By far the highlight of my Election Day was spending time with our Northeastern journalism students involved in producing a half-hour newscast as part of a national project organized by Student News Live. The students were either part of our fledgling Society of Professional Journalists student chapter, NUTV or both.

Also doing a great job were Northeastern students who covered Election Day for The Scope, our digital social justice publication, and for The Huntington News, our independent student newspaper. I expect their coverage will keep rolling in throughout today.

Northeastern students after Tuesday’s newscast at NUTV

A few other observations:

• It was a big night for poll aggregators like FiveThirtyEight and its founder, Nate Silver, who has moved on and now runs a similar project. For the past month, they’ve had the race in a dead heat with Trump given slightly better odds of winning most of the time. Also: That Iowa poll meant nothing.

• Too early to tell how big a factor the Electoral College played in this. In 2016 it carried Trump to victory even though Hillary Clinton won the popular vote by nearly 3 million. Four years ago Joe Biden barely squeaked through despite a decisive victory in the popular vote. That doesn’t seem to be the case this time, but we just don’t know yet.

• Living in Massachusetts, or in any Deep Blue state, will give us some protection from what’s to come. But my heart goes out to people of color, the LGBTQ community, women, immigrants, the people of Ukraine and anyone else who is going to be hit with the full force of what’s to come.

God help us all.

Win or lose, Kamala Harris has been a magnificent candidate

Kamala Harris. Photo (cc) 2019 by Gage Skidmore.

No matter how this apocalyptic election turns out, I think it’s important for all of us to recognize that Kamala Harris has been a magnificent candidate who ran a great campaign. If Donald Trump somehow manages to pull out a victory, that won’t be on Harris; rather, it will be on voters who’ve decided they’d like to give authoritarianism a try, decency and the rule of law be damned.

I hope that by tonight, or at least within a day or two, we can call her Madam President-elect. If that doesn’t happen, I fear for the future of our country. But we’ll also know that Harris did everything she possibly could. We owe her a debt of gratitude.

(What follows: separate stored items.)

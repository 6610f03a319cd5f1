//! End-to-end retrieval tests over an in-memory graph store.

use std::sync::Arc;
use std::sync::atomic::{AtomicUsize, Ordering};
use std::time::Duration;

use async_trait::async_trait;

use extract::{EntityId, EntityKind, Extractor, RelationKind};
use graph::{DocRef, EntityHit, GraphError, GraphStore, MemoryGraph, NeighborRow};
use query::{
    EngineConfig, RetrievalEngine, RetrievalError, RetrievalRequest, Strategy,
};

fn request(query: &str) -> RetrievalRequest {
    RetrievalRequest {
        query: query.to_string(),
        use_graph: true,
        max_graph_depth: None,
        top_k: None,
    }
}

fn engine_over(store: Arc<dyn GraphStore>) -> RetrievalEngine {
    RetrievalEngine::new(store, Extractor::pattern_only(), EngineConfig::default())
}

/// One visa category requiring one requirement satisfied by one document
/// kind, each referenced by its own chunk.
fn skilled_worker_graph() -> MemoryGraph {
    let mut g = MemoryGraph::new();
    let visa = g.add_entity("Skilled Worker visa", EntityKind::VisaCategory);
    let job = g.add_entity("Job offer", EntityKind::Requirement);
    let cos = g.add_entity("Certificate of Sponsorship", EntityKind::DocumentKind);
    g.relate(&visa, RelationKind::Requires, &job);
    g.relate(&job, RelationKind::SatisfiedBy, &cos);
    g.attach_document("chunk_001", &visa);
    g.attach_document("chunk_002", &job);
    g.attach_document("chunk_003", &cos);
    g
}

#[tokio::test]
async fn skilled_worker_scenario_ranks_by_strongest_evidence() {
    let engine = engine_over(Arc::new(skilled_worker_graph()));

    let response = engine
        .retrieve(&request("What documents are needed for the Skilled Worker visa?"))
        .await
        .unwrap();

    let ids: Vec<&str> = response.results.iter().map(|r| r.doc_id.as_str()).collect();
    assert_eq!(ids, vec!["chunk_001", "chunk_002", "chunk_003"]);

    // Direct match on the visa entity.
    assert_eq!(response.results[0].score, 1.0);
    assert!(response.results[0].strategies.contains(&Strategy::Direct));

    // The requirement is reached by expansion (0.8) and by a 1-hop multihop
    // path (0.6); the stronger evidence wins.
    assert_eq!(response.results[1].score, 0.8);
    assert!(response.results[1].strategies.contains(&Strategy::Expanded));
    assert!(response.results[1].strategies.contains(&Strategy::Multihop));

    // The document kind is only reachable two hops out.
    assert_eq!(response.results[2].score, 0.6 / 2.0);
    assert_eq!(response.results[2].hop_count, 2);

    // Explainability: the two-hop path spells out the traversal.
    let two_hop = response
        .graph_paths
        .iter()
        .find(|p| p.document_id == "chunk_003")
        .unwrap();
    assert_eq!(
        two_hop.traversal_path,
        vec!["Skilled Worker visa", "Job offer", "Certificate of Sponsorship"]
    );
    assert_eq!(
        two_hop.relationship_types,
        vec![RelationKind::Requires, RelationKind::SatisfiedBy]
    );
}

#[tokio::test]
async fn repeated_queries_are_idempotent() {
    let engine = engine_over(Arc::new(skilled_worker_graph()));
    let req = request("Skilled Worker visa requirements");

    let first = engine.retrieve(&req).await.unwrap();
    let second = engine.retrieve(&req).await.unwrap();

    assert_eq!(
        serde_json::to_value(&first.results).unwrap(),
        serde_json::to_value(&second.results).unwrap()
    );
    assert_eq!(
        serde_json::to_value(&first.graph_paths).unwrap(),
        serde_json::to_value(&second.graph_paths).unwrap()
    );
}

#[tokio::test]
async fn two_cycle_terminates_at_full_depth() {
    let mut g = MemoryGraph::new();
    let a = g.add_entity("Graduate visa", EntityKind::VisaCategory);
    let b = g.add_entity("Skilled Worker visa", EntityKind::VisaCategory);
    g.relate(&a, RelationKind::CanTransitionTo, &b);
    g.relate(&b, RelationKind::CanTransitionTo, &a);
    g.attach_document("chunk_a", &a);
    g.attach_document("chunk_b", &b);

    let engine = engine_over(Arc::new(g));
    let mut req = request("Can I switch from a Graduate visa?");
    req.max_graph_depth = Some(5);

    let response = engine.retrieve(&req).await.unwrap();

    // Finite output: the seed's own document via direct search plus the
    // transition target one hop out; the back-edge is never re-walked.
    let ids: Vec<&str> = response.results.iter().map(|r| r.doc_id.as_str()).collect();
    assert_eq!(ids, vec!["chunk_a", "chunk_b"]);
    assert!(response.results.iter().all(|r| r.hop_count <= 1));
}

#[tokio::test]
async fn top_k_one_is_deterministic_over_equal_scores() {
    let mut g = MemoryGraph::new();
    let visa = g.add_entity("Student visa", EntityKind::VisaCategory);
    g.attach_document("chunk_b", &visa);
    g.attach_document("chunk_a", &visa);
    g.attach_document("chunk_c", &visa);

    let engine = engine_over(Arc::new(g));
    let mut req = request("Student visa rules");
    req.top_k = Some(1);

    for _ in 0..3 {
        let response = engine.retrieve(&req).await.unwrap();
        assert_eq!(response.results.len(), 1);
        assert_eq!(response.results[0].doc_id, "chunk_a");
    }
}

#[tokio::test]
async fn oversized_bounds_clamp_instead_of_failing() {
    let engine = engine_over(Arc::new(skilled_worker_graph()));
    let mut req = request("Skilled Worker visa");
    req.max_graph_depth = Some(10);
    req.top_k = Some(200);

    let response = engine.retrieve(&req).await.unwrap();
    assert!(!response.results.is_empty());
}

/// Counts store calls so tests can assert the store was never touched.
struct CountingStore {
    inner: MemoryGraph,
    calls: AtomicUsize,
}

impl CountingStore {
    fn new(inner: MemoryGraph) -> Self {
        Self {
            inner,
            calls: AtomicUsize::new(0),
        }
    }
}

#[async_trait]
impl GraphStore for CountingStore {
    async fn match_entities(
        &self,
        mentions: &[String],
        limit: usize,
    ) -> Result<Vec<EntityHit>, GraphError> {
        self.calls.fetch_add(1, Ordering::SeqCst);
        self.inner.match_entities(mentions, limit).await
    }

    async fn documents_for_entities(
        &self,
        entity_ids: &[EntityId],
        limit: usize,
    ) -> Result<Vec<DocRef>, GraphError> {
        self.calls.fetch_add(1, Ordering::SeqCst);
        self.inner.documents_for_entities(entity_ids, limit).await
    }

    async fn outgoing_neighbors(
        &self,
        entity_ids: &[EntityId],
        relations: &[RelationKind],
    ) -> Result<Vec<NeighborRow>, GraphError> {
        self.calls.fetch_add(1, Ordering::SeqCst);
        self.inner.outgoing_neighbors(entity_ids, relations).await
    }

    async fn ping(&self) -> Result<(), GraphError> {
        self.inner.ping().await
    }
}

#[tokio::test]
async fn invalid_input_makes_no_store_calls() {
    let store = Arc::new(CountingStore::new(skilled_worker_graph()));
    let engine = engine_over(store.clone());

    let err = engine.retrieve(&request("   ")).await.unwrap_err();
    assert!(matches!(err, RetrievalError::InvalidInput(_)));
    assert!(!err.is_retryable());

    let mut req = request("Skilled Worker visa");
    req.top_k = Some(0);
    assert!(matches!(
        engine.retrieve(&req).await.unwrap_err(),
        RetrievalError::InvalidInput(_)
    ));

    let mut req = request("Skilled Worker visa");
    req.max_graph_depth = Some(0);
    assert!(matches!(
        engine.retrieve(&req).await.unwrap_err(),
        RetrievalError::InvalidInput(_)
    ));

    assert_eq!(store.calls.load(Ordering::SeqCst), 0);
}

#[tokio::test]
async fn graph_disabled_returns_empty_without_store_access() {
    let store = Arc::new(CountingStore::new(skilled_worker_graph()));
    let engine = engine_over(store.clone());

    let mut req = request("Skilled Worker visa");
    req.use_graph = false;

    let response = engine.retrieve(&req).await.unwrap();
    assert!(response.results.is_empty());
    assert!(response.graph_paths.is_empty());
    assert_eq!(store.calls.load(Ordering::SeqCst), 0);
}

/// Never answers; every strategy times out against it.
struct StallingStore;

#[async_trait]
impl GraphStore for StallingStore {
    async fn match_entities(
        &self,
        _mentions: &[String],
        _limit: usize,
    ) -> Result<Vec<EntityHit>, GraphError> {
        std::future::pending().await
    }

    async fn documents_for_entities(
        &self,
        _entity_ids: &[EntityId],
        _limit: usize,
    ) -> Result<Vec<DocRef>, GraphError> {
        std::future::pending().await
    }

    async fn outgoing_neighbors(
        &self,
        _entity_ids: &[EntityId],
        _relations: &[RelationKind],
    ) -> Result<Vec<NeighborRow>, GraphError> {
        std::future::pending().await
    }

    async fn ping(&self) -> Result<(), GraphError> {
        Ok(())
    }
}

#[tokio::test]
async fn all_strategies_timing_out_is_a_retryable_error() {
    let config = EngineConfig {
        strategy_timeout: Duration::from_millis(50),
        ..EngineConfig::default()
    };
    let engine = RetrievalEngine::new(Arc::new(StallingStore), Extractor::pattern_only(), config);

    let err = engine
        .retrieve(&request("Skilled Worker visa"))
        .await
        .unwrap_err();
    assert!(matches!(err, RetrievalError::AllStrategiesTimedOut));
    assert!(err.is_retryable());
}

/// Entity and document lookups answer; neighbor expansion hangs.
struct SlowNeighborsStore(MemoryGraph);

#[async_trait]
impl GraphStore for SlowNeighborsStore {
    async fn match_entities(
        &self,
        mentions: &[String],
        limit: usize,
    ) -> Result<Vec<EntityHit>, GraphError> {
        self.0.match_entities(mentions, limit).await
    }

    async fn documents_for_entities(
        &self,
        entity_ids: &[EntityId],
        limit: usize,
    ) -> Result<Vec<DocRef>, GraphError> {
        self.0.documents_for_entities(entity_ids, limit).await
    }

    async fn outgoing_neighbors(
        &self,
        _entity_ids: &[EntityId],
        _relations: &[RelationKind],
    ) -> Result<Vec<NeighborRow>, GraphError> {
        std::future::pending().await
    }

    async fn ping(&self) -> Result<(), GraphError> {
        self.0.ping().await
    }
}

#[tokio::test]
async fn single_strategy_timeout_is_absorbed() {
    let config = EngineConfig {
        strategy_timeout: Duration::from_millis(100),
        ..EngineConfig::default()
    };
    let engine = RetrievalEngine::new(
        Arc::new(SlowNeighborsStore(skilled_worker_graph())),
        Extractor::pattern_only(),
        config,
    );

    let response = engine
        .retrieve(&request("Skilled Worker visa"))
        .await
        .unwrap();

    // Direct search still answers; the traversal strategies contribute
    // nothing.
    let ids: Vec<&str> = response.results.iter().map(|r| r.doc_id.as_str()).collect();
    assert_eq!(ids, vec!["chunk_001"]);
    assert_eq!(response.results[0].strategies, vec![Strategy::Direct]);
}

/// Entity and document lookups answer; neighbor expansion errors out.
struct BrokenNeighborsStore(MemoryGraph);

#[async_trait]
impl GraphStore for BrokenNeighborsStore {
    async fn match_entities(
        &self,
        mentions: &[String],
        limit: usize,
    ) -> Result<Vec<EntityHit>, GraphError> {
        self.0.match_entities(mentions, limit).await
    }

    async fn documents_for_entities(
        &self,
        entity_ids: &[EntityId],
        limit: usize,
    ) -> Result<Vec<DocRef>, GraphError> {
        self.0.documents_for_entities(entity_ids, limit).await
    }

    async fn outgoing_neighbors(
        &self,
        _entity_ids: &[EntityId],
        _relations: &[RelationKind],
    ) -> Result<Vec<NeighborRow>, GraphError> {
        Err(GraphError::Connection("connection reset".to_string()))
    }

    async fn ping(&self) -> Result<(), GraphError> {
        self.0.ping().await
    }
}

#[tokio::test]
async fn single_strategy_failure_is_absorbed() {
    let engine = engine_over(Arc::new(BrokenNeighborsStore(skilled_worker_graph())));

    let response = engine
        .retrieve(&request("Skilled Worker visa"))
        .await
        .unwrap();

    // Expansion and multi-hop both hit the broken neighbor lookup; their
    // failures are logged and dropped while direct search still answers.
    let ids: Vec<&str> = response.results.iter().map(|r| r.doc_id.as_str()).collect();
    assert_eq!(ids, vec!["chunk_001"]);
    assert_eq!(response.results[0].strategies, vec![Strategy::Direct]);
}

/// Every call fails the way a dead bolt connection does.
struct FailingStore;

#[async_trait]
impl GraphStore for FailingStore {
    async fn match_entities(
        &self,
        _mentions: &[String],
        _limit: usize,
    ) -> Result<Vec<EntityHit>, GraphError> {
        Err(GraphError::Connection("connection refused".to_string()))
    }

    async fn documents_for_entities(
        &self,
        _entity_ids: &[EntityId],
        _limit: usize,
    ) -> Result<Vec<DocRef>, GraphError> {
        Err(GraphError::Connection("connection refused".to_string()))
    }

    async fn outgoing_neighbors(
        &self,
        _entity_ids: &[EntityId],
        _relations: &[RelationKind],
    ) -> Result<Vec<NeighborRow>, GraphError> {
        Err(GraphError::Connection("connection refused".to_string()))
    }

    async fn ping(&self) -> Result<(), GraphError> {
        Err(GraphError::Connection("connection refused".to_string()))
    }
}

#[tokio::test]
async fn unreachable_store_surfaces_as_retryable_service_error() {
    let engine = engine_over(Arc::new(FailingStore));

    let err = engine
        .retrieve(&request("Skilled Worker visa"))
        .await
        .unwrap_err();
    assert!(matches!(err, RetrievalError::GraphUnavailable(_)));
    assert!(err.is_retryable());
    // Internal connection detail stays out of the caller-facing message.
    assert_eq!(err.to_string(), "graph store unavailable");
}

#[tokio::test]
async fn no_matches_is_an_empty_success() {
    let engine = engine_over(Arc::new(skilled_worker_graph()));

    let response = engine
        .retrieve(&request("rules for the Innovator Founder visa"))
        .await
        .unwrap();
    assert!(response.results.is_empty());
    assert!(response.graph_paths.is_empty());
}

And if you haven’t voted yet, get out there.

Northeastern students try to vote — and some run into obstacles

Click here to see all the interviews

Earlier today I asked my First Amendment students to fan out across the Northeastern campus and interview students about whether they had faced any voting obstacles. They posted their findings on Instagram. Most of those interviewed were from out of state and had tried to vote by mail.

Many of them reported an easy experience, but that wasn’t universal. One student from North Carolina, for instance, reported that in addition to having to pay for postage — not a big deal, but really? — she was required to have two witnesses sign her ballot and print out a photo of her driver’s license.

A Tennessee student said she registered to vote in Massachusetts after running into insurmountable obstacles in her home state. “To register for a mail-in ballot, I had to actually be in Tennessee and show my ID,” she said. “They told me that if I can’t come into the county office with an ID, I can’t vote which is just crazy.”

You can find most of my students’ interviews here. We had some technical difficulties, so you’ll find a slightly different mix here.